-- RECORDS FOR THIS EXERCISE follows --
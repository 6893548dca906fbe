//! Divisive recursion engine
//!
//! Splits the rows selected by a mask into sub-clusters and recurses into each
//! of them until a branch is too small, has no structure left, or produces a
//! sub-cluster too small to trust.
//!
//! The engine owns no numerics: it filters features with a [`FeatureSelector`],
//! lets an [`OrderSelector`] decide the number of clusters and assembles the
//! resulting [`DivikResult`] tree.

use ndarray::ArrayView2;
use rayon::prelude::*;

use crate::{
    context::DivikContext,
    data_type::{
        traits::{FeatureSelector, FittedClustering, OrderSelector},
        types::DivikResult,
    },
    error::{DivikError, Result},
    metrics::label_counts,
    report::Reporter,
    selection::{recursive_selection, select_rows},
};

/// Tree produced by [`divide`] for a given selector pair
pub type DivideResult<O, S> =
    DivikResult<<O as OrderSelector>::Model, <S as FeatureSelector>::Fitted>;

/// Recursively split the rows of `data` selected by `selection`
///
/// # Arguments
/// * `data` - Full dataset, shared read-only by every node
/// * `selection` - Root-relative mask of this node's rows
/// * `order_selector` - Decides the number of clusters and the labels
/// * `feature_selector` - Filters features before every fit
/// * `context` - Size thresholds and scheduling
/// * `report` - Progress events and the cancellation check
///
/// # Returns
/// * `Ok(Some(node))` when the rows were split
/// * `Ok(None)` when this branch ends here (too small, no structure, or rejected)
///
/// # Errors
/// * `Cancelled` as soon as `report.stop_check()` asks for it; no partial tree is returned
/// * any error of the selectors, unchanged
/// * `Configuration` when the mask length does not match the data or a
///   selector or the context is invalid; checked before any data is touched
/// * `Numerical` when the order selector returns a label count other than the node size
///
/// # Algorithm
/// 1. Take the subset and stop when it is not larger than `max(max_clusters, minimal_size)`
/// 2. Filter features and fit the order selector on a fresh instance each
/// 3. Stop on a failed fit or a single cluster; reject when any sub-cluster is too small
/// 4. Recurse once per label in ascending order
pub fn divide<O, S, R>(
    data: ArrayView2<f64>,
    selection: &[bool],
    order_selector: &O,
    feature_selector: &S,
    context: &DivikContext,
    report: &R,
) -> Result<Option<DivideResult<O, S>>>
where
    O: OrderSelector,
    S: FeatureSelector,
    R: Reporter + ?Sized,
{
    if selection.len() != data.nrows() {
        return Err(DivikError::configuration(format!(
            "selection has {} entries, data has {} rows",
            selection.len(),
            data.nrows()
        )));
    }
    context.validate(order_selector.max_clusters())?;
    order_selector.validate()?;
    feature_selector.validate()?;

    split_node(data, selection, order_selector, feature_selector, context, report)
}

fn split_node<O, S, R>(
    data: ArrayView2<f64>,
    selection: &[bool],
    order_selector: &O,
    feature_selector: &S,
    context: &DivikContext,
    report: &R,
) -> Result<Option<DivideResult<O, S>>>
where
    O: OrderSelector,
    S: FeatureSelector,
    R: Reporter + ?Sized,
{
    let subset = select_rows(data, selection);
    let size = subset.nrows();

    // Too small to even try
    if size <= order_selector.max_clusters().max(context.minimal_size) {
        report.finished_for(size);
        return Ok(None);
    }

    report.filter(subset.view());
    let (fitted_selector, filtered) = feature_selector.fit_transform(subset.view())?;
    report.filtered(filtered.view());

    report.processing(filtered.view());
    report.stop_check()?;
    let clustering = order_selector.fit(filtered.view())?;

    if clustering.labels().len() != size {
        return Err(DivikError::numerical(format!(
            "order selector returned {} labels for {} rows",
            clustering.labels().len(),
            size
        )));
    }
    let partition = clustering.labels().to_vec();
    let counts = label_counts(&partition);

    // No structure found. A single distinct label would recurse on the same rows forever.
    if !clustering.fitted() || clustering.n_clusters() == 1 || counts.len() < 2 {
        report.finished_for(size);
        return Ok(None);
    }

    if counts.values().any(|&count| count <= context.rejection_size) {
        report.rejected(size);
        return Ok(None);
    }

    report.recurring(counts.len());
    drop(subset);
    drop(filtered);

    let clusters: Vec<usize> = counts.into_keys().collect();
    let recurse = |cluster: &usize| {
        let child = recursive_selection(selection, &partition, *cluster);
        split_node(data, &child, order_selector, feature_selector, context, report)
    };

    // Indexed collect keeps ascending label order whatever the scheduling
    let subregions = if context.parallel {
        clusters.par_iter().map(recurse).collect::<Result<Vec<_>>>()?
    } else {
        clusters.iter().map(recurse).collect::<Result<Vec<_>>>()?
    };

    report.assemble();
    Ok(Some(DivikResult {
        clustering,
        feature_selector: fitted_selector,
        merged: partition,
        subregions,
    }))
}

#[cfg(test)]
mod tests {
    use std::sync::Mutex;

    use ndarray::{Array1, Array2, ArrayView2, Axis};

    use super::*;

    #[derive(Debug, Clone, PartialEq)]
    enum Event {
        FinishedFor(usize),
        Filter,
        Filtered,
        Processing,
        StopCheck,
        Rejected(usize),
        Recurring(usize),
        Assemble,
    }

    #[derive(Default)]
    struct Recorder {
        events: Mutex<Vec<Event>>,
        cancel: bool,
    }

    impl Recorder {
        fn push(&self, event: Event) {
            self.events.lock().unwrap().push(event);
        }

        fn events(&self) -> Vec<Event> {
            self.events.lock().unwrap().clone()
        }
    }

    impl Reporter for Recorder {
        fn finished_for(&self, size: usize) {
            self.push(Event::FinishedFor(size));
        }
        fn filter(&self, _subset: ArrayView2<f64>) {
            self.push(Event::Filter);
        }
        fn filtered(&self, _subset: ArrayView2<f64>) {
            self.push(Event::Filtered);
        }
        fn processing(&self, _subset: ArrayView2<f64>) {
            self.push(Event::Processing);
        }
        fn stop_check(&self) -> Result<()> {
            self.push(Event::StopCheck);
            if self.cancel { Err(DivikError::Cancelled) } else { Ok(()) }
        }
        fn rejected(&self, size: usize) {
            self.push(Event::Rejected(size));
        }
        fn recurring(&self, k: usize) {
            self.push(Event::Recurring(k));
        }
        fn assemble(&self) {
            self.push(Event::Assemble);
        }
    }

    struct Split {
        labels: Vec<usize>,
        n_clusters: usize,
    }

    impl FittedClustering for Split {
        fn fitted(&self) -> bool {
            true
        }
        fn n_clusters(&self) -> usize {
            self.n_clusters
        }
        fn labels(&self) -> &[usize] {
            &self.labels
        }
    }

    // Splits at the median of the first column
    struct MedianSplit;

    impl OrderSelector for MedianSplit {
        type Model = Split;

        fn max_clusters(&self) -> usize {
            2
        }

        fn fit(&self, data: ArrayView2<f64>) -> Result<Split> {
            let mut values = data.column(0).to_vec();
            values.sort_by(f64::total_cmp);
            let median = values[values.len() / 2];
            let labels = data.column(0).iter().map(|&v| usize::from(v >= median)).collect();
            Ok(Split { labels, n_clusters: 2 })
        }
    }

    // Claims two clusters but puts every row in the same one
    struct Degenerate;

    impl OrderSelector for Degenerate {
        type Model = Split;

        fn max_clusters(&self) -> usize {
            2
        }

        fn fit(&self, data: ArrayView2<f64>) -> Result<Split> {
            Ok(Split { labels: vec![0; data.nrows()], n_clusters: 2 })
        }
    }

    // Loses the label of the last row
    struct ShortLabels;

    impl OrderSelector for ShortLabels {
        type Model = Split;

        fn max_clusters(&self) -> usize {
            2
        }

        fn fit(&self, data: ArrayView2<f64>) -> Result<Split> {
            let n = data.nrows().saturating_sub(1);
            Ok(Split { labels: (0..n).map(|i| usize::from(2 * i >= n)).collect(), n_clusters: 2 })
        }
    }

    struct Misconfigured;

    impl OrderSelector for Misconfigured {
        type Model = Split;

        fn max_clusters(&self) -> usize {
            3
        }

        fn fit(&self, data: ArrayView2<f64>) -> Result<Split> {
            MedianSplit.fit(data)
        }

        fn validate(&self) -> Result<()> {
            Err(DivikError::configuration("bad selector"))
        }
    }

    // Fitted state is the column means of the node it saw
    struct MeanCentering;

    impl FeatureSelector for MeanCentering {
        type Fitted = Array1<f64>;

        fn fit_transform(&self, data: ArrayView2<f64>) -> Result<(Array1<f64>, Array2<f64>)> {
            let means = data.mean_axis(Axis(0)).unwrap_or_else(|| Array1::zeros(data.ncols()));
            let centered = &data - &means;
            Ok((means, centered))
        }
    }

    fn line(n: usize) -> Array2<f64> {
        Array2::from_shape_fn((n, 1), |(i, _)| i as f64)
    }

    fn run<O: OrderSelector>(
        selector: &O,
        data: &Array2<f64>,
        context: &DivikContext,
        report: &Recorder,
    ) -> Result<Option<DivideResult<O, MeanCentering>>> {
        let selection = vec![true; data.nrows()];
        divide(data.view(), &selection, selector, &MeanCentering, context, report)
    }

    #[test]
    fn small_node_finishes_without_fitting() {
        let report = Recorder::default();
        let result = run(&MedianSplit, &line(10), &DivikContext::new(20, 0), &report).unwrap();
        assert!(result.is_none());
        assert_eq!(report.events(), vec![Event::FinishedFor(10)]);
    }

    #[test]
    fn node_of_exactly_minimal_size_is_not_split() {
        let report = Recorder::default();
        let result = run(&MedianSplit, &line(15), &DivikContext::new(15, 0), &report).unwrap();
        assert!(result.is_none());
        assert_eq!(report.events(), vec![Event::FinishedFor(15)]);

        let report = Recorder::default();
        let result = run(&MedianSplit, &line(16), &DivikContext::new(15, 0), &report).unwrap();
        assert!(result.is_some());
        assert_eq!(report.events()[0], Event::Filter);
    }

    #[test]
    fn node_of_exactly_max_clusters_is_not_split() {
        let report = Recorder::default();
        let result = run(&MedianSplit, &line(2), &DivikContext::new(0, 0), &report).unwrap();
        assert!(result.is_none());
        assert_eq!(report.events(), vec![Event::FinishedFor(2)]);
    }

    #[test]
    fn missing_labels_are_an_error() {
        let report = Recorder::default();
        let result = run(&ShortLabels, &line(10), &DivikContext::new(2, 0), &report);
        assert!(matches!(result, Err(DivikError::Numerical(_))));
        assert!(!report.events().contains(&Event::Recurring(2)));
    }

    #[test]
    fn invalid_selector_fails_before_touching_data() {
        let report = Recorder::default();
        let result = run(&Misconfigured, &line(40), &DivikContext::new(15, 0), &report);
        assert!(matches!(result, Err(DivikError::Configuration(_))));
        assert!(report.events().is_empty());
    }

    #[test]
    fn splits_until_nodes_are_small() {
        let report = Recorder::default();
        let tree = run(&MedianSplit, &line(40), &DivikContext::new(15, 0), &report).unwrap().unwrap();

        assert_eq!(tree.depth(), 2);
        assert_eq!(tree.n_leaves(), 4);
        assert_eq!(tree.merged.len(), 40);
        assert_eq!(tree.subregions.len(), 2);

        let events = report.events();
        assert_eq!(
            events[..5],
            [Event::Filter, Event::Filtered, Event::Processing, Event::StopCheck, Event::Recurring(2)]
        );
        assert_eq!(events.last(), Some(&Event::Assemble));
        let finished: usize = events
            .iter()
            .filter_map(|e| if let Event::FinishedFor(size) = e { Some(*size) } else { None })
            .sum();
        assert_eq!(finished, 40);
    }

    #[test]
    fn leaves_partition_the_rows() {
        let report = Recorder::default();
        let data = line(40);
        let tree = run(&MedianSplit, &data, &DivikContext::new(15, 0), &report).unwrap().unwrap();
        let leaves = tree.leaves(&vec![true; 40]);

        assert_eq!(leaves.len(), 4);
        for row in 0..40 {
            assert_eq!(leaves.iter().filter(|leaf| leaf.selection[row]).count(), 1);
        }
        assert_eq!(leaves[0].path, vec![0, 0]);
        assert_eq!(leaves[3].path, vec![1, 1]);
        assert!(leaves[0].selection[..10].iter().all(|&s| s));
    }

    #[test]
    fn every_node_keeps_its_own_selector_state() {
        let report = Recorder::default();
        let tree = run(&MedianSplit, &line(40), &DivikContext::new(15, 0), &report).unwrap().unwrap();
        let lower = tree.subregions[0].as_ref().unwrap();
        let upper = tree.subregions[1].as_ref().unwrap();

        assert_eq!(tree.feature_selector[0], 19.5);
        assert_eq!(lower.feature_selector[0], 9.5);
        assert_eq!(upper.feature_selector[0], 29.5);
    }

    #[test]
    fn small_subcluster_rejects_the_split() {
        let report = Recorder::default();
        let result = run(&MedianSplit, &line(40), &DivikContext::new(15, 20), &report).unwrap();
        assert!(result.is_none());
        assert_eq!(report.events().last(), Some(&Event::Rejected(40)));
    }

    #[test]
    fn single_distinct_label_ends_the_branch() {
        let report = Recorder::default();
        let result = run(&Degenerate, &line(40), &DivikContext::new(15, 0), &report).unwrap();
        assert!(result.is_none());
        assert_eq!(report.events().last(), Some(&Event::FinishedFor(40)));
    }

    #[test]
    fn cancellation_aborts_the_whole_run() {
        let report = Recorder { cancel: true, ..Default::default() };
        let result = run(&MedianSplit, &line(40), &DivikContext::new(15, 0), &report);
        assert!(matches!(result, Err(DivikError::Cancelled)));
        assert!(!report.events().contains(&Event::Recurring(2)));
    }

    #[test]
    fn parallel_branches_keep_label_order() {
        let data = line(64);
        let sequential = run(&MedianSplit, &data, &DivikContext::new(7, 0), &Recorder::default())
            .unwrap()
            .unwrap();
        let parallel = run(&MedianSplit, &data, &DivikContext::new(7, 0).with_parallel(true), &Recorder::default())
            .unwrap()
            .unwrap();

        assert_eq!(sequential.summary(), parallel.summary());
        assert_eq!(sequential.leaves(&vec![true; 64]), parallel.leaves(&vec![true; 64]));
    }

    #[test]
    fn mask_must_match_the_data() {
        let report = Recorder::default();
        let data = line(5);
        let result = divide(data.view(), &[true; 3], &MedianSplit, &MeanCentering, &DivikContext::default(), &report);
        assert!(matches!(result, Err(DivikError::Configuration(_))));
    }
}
-- RECORDS FOR THIS EXERCISE concluded --
■ THE PROBLEM:
Retype the records above, but only those lines that fall between the line containing "the same one" and the line containing "data.nrows()], n_clusters: 2", with both of those lines included, exactly as written.

■ RESPONSE TO THIS EXERCISE:
    // Claims two clusters but puts every row in the same one
    struct Degenerate;

    impl OrderSelector for Degenerate {
        type Model = Split;

        fn max_clusters(&self) -> usize {
            2
        }

        fn fit(&self, data: ArrayView2<f64>) -> Result<Split> {
            Ok(Split { labels: vec![0; data.nrows()], n_clusters: 2 })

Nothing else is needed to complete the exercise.